In a WATT Poultry Chat interview, Mark Jordan, executive director of LEAP Market Analytics, examined what's driving current feed prices and explained what the effects of higher than normal prices may be on the industry.
He said lower-than-normal crop yields in 2020 and drought conditions in some of the corn growing regions of the U.S. are driving prices upward. Higher than normal corn costs can be offset by higher chicken prices but runaway feed prices would start have a serious effect.
Austin Alonzo: I know today you wanted to talk about feed prices and specifically, what kind of impact do you see feed costs having on the boiler industry, the rest of this year and beyond?
Mark Jordan: From a glass half full approach, the storyline has been strong demand for chicken breasts and wings and that's really been a boon to the broiler industry. From the glass-half-empty perspective, the feed costs situation has really become a pressing threat and could be even more so as 2021 unfolds.
If you go back and trace some of what's happened, of course, the industry has enjoyed some relatively low and stable feed costs the past few years if you go 2015, 2016, 2017, 2018 and 2019. And then last summer, when there was the big derecho that swept through the Midwest, Iowa was specifically targeted that seemed to kick things into gear. It took a little bit of a chunk out of 2020 crop production. And then, as USDA was making its final assessments of last year's crop, the total acreage, specifically the yield number started coming in back a little bit just backing off a little bit, lowering those production totals. All this was happening as usage levels, specifically export movements, were looking pretty strong. So you had this situation where you know numbers start to tighten up on the supply side and the market increased noticeably in response.
Now moving forward. Here are balance tables, looking at the past few marketing seasons. We're right now in the middle of the 2020 and 2021 marketing season and now starting to look ahead to 2021, 2022, some concerns unfolding. Of course, for this marketing season if you compare the past few and and kind of hone in on the bottom line number of ending stocks, the past few marketing seasons: Corn, we finished up those market years with around 2 billion bushels of corn a little bit more in some cases. This year, looking at a carry out down around in the 1.2 to 1.4 billion range. So really tightening things up. And of course, as we've talked about, corn prices have increased in response and threatened to go even higher.
One of the things that's the big concern area was the USDA's prospective plantings report that came out in late March that had crop acreage a bit below expectations. On the corn side, we had planted acreage at 91.1 million acres. Now the key thing to remember here is this survey was conducted with intentions as of March 1. So when we talk about this is a preliminary view, this is extremely preliminary and early in the process. So I've got plugged in, and we can see here, I've got my expectations as USDA starts to open things up and take a closer look at the 2021/22 marketing season. They'll do that in the next WASDE report, but I believe market signals will bring a bit more acreage into the fold. And we'll see that final number when the USDA does the June survey bump that up a bit.

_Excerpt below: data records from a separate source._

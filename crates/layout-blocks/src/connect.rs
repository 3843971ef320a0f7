use crate::{Driver, Result};

use layout_blocks_core::{
    async_trait,
    driver::{Operation, Response},
    err,
};
use url::Url;

/// A host connection chosen by URL scheme, wrapping the matching driver.
///
/// `http://` and `https://` reach a live host; `memory://` opens an empty
/// in-process host. Each needs its driver's cargo feature.
#[derive(Debug)]
pub struct Connect {
    url: Url,
    driver: Box<dyn Driver>,
}

impl Connect {
    pub fn new(url: &str) -> Result<Self> {
        let parsed = Url::parse(url).map_err(|e| err!("invalid host URL `{url}`: {e}"))?;

        let driver = match parsed.scheme() {
            "http" | "https" => connect_http(url)?,
            "memory" => connect_memory(url)?,
            scheme => return Err(err!("unsupported host; scheme={scheme}; url={url}")),
        };

        Ok(Self {
            url: parsed,
            driver,
        })
    }

    pub fn url(&self) -> &Url {
        &self.url
    }
}

#[async_trait]
impl Driver for Connect {
    async fn exec(&self, op: Operation) -> Result<Response> {
        self.driver.exec(op).await
    }
}

#[cfg(feature = "http")]
fn connect_http(url: &str) -> Result<Box<dyn Driver>> {
    Ok(Box::new(layout_blocks_driver_http::Http::connect(url)?))
}

#[cfg(not(feature = "http"))]
fn connect_http(_url: &str) -> Result<Box<dyn Driver>> {
    Err(err!("`http` feature not enabled"))
}

#[cfg(feature = "memory")]
fn connect_memory(url: &str) -> Result<Box<dyn Driver>> {
    Ok(Box::new(layout_blocks_driver_memory::Memory::connect(url)?))
}

#[cfg(not(feature = "memory"))]
fn connect_memory(_url: &str) -> Result<Box<dyn Driver>> {
    Err(err!("`memory` feature not enabled"))
}
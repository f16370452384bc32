//! Per-sample generator trait and pitch control.

/// Common interface for per-sample generators.
///
/// Oscillators produce audio-rate waveforms, envelopes produce gain curves.
/// Both are consumed one sample at a time by the tone builders.
pub trait Signal {
    /// Generates the next sample from the signal.
    ///
    /// # Returns
    ///
    /// A sample value, between -1.0 and 1.0 for waveforms and between 0.0 and
    /// 1.0 for gain curves
    fn next_sample(&mut self) -> f64;

    /// Generates multiple samples into a buffer.
    ///
    /// Default implementation calls `next_sample()` for each element.
    ///
    /// # Arguments
    ///
    /// * `buffer` - Mutable slice to fill with samples
    fn process(&mut self, buffer: &mut [f64]) {
        for sample in buffer.iter_mut() {
            *sample = self.next_sample();
        }
    }
}

/// Minimal trait for anything with a controllable pitch.
///
/// Frequency sweeps retune their oscillator every sample through this trait.
///
/// # Examples
///
/// ```
/// use earshot::{Pitched, SineOscillator};
///
/// let mut osc = SineOscillator::<44100>::new(440.0);
/// assert_eq!(osc.frequency(), 440.0);
///
/// osc.set_frequency(880.0);
/// assert_eq!(osc.frequency(), 880.0);
/// ```
pub trait Pitched {
    /// Sets the frequency of the signal in Hz.
    fn set_frequency(&mut self, freq: f64);

    /// Gets the current frequency of the signal in Hz.
    fn frequency(&self) -> f64;
}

That said, we're in a situation where there's really a lot of pressure on yields to be robust, record large in fact, and I'm a little bit skeptical, we see that my numbers are probably on the low end when we talk about what a trend yield might be I kind of skew that back a little bit and that's going to leave us in a situation as we look ahead to the next marketing season to keep things on the tight side.
We can look ahead to the next chart here just looking at that ending stock situation, stocks-to-use ratio and looking at the implications for price. Of course, as we would expect as you skew that number tighter that's going to point to higher prices and we talked about a situation where you're looking at a stocks to use ratio of 8% give or take. That argues for corn prices firmly above $5 potentially marketing your average looking ahead to next year, maybe around the $6 area.

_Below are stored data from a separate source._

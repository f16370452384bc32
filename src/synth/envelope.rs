//! Gain envelopes for shaping tones.
//!
//! Both envelopes are `Signal`s that yield one gain value per sample, so a tone
//! is shaped by multiplying its waveform with each envelope in lockstep.

use crate::core::Signal;

/// Linear ramp between two levels across a fixed number of samples.
///
/// The first sample is exactly `from` and the last is exactly `to`. Past the
/// end the ramp holds at `to`.
///
/// # Examples
///
/// ```
/// use earshot::{LinearRamp, Signal};
///
/// let mut ramp = LinearRamp::new(1.0, 0.0, 5);
/// let levels: Vec<f64> = (0..5).map(|_| ramp.next_sample()).collect();
/// assert_eq!(levels, vec![1.0, 0.75, 0.5, 0.25, 0.0]);
/// ```
#[derive(Debug, Clone)]
pub struct LinearRamp {
    from: f64,
    to: f64,
    len: usize,
    position: usize,
}

impl LinearRamp {
    /// Creates a ramp from `from` to `to` spanning `len` samples.
    pub fn new(from: f64, to: f64, len: usize) -> Self {
        Self {
            from,
            to,
            len,
            position: 0,
        }
    }

    /// Level of the ramp at sample `index`.
    pub fn level_at(&self, index: usize) -> f64 {
        if self.len <= 1 {
            return self.from;
        }
        let t = index.min(self.len - 1) as f64 / (self.len - 1) as f64;
        self.from + (self.to - self.from) * t
    }
}

impl Signal for LinearRamp {
    fn next_sample(&mut self) -> f64 {
        let level = self.level_at(self.position);
        self.position = self.position.saturating_add(1);
        level
    }
}

/// Linear fade-in and fade-out applied at the edges of a buffer.
///
/// The fade windows are clamped to half the buffer length each, so short
/// buffers fade in to the midpoint and straight back out again.
///
/// # Examples
///
/// ```
/// use earshot::EdgeFade;
///
/// // 10 samples with a 3-sample window on each end
/// let fade = EdgeFade::new(10, 3);
/// assert_eq!(fade.gain_at(0), 0.0);
/// assert_eq!(fade.gain_at(2), 1.0);
/// assert_eq!(fade.gain_at(5), 1.0);
/// assert_eq!(fade.gain_at(9), 0.0);
/// ```
#[derive(Debug, Clone)]
pub struct EdgeFade {
    len: usize,
    window: usize,
    position: usize,
}

impl EdgeFade {
    /// Creates a fade for a buffer of `len` samples with `window` samples of
    /// fade at each end.
    pub fn new(len: usize, window: usize) -> Self {
        Self {
            len,
            window: window.min(len / 2),
            position: 0,
        }
    }

    /// Effective window length after clamping.
    pub fn window(&self) -> usize {
        self.window
    }

    /// Gain at sample `index`.
    pub fn gain_at(&self, index: usize) -> f64 {
        if self.window == 0 {
            return 1.0;
        }
        let ramp = |offset: usize| {
            if self.window == 1 {
                0.0
            } else {
                offset as f64 / (self.window - 1) as f64
            }
        };

        if index >= self.len {
            0.0
        } else if index < self.window {
            ramp(index)
        } else if index >= self.len - self.window {
            1.0 - ramp(index - (self.len - self.window))
        } else {
            1.0
        }
    }
}

impl Signal for EdgeFade {
    fn next_sample(&mut self) -> f64 {
        let gain = self.gain_at(self.position);
        self.position = self.position.saturating_add(1);
        gain
    }
}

Wrapping up here, I think the one concern area as to why there's pressure on the yields to be robust, to kind of solve this supply situation and why we may not get it is the drought situation. Looking at the drought monitor, of course, a lot of that's concentrated in the southwest. But as the map indicates you're seeing a lot of spread there into Texas, the western part of the Corn Belt, the upper plains. So drought-like conditions are really somewhat pervasive. There's a situation where, if that doesn't remedy itself, somehow with some precipitation, we're going to be looking at some pretty tight yield or pretty weak yields, to help solve this supply situation.
So I think, the chicken industry and other grain buyers are going to be looking at some pretty high prices. If we see corn prices stay around, $5.50 or $6, that's high. That's maybe somewhat manageable with chicken prices so high. If we start seeing a kind of a runaway move to $7 or $8. It's going to present some problems, and there's definitely a risk that could happen.
This transcript edited for length and clarity.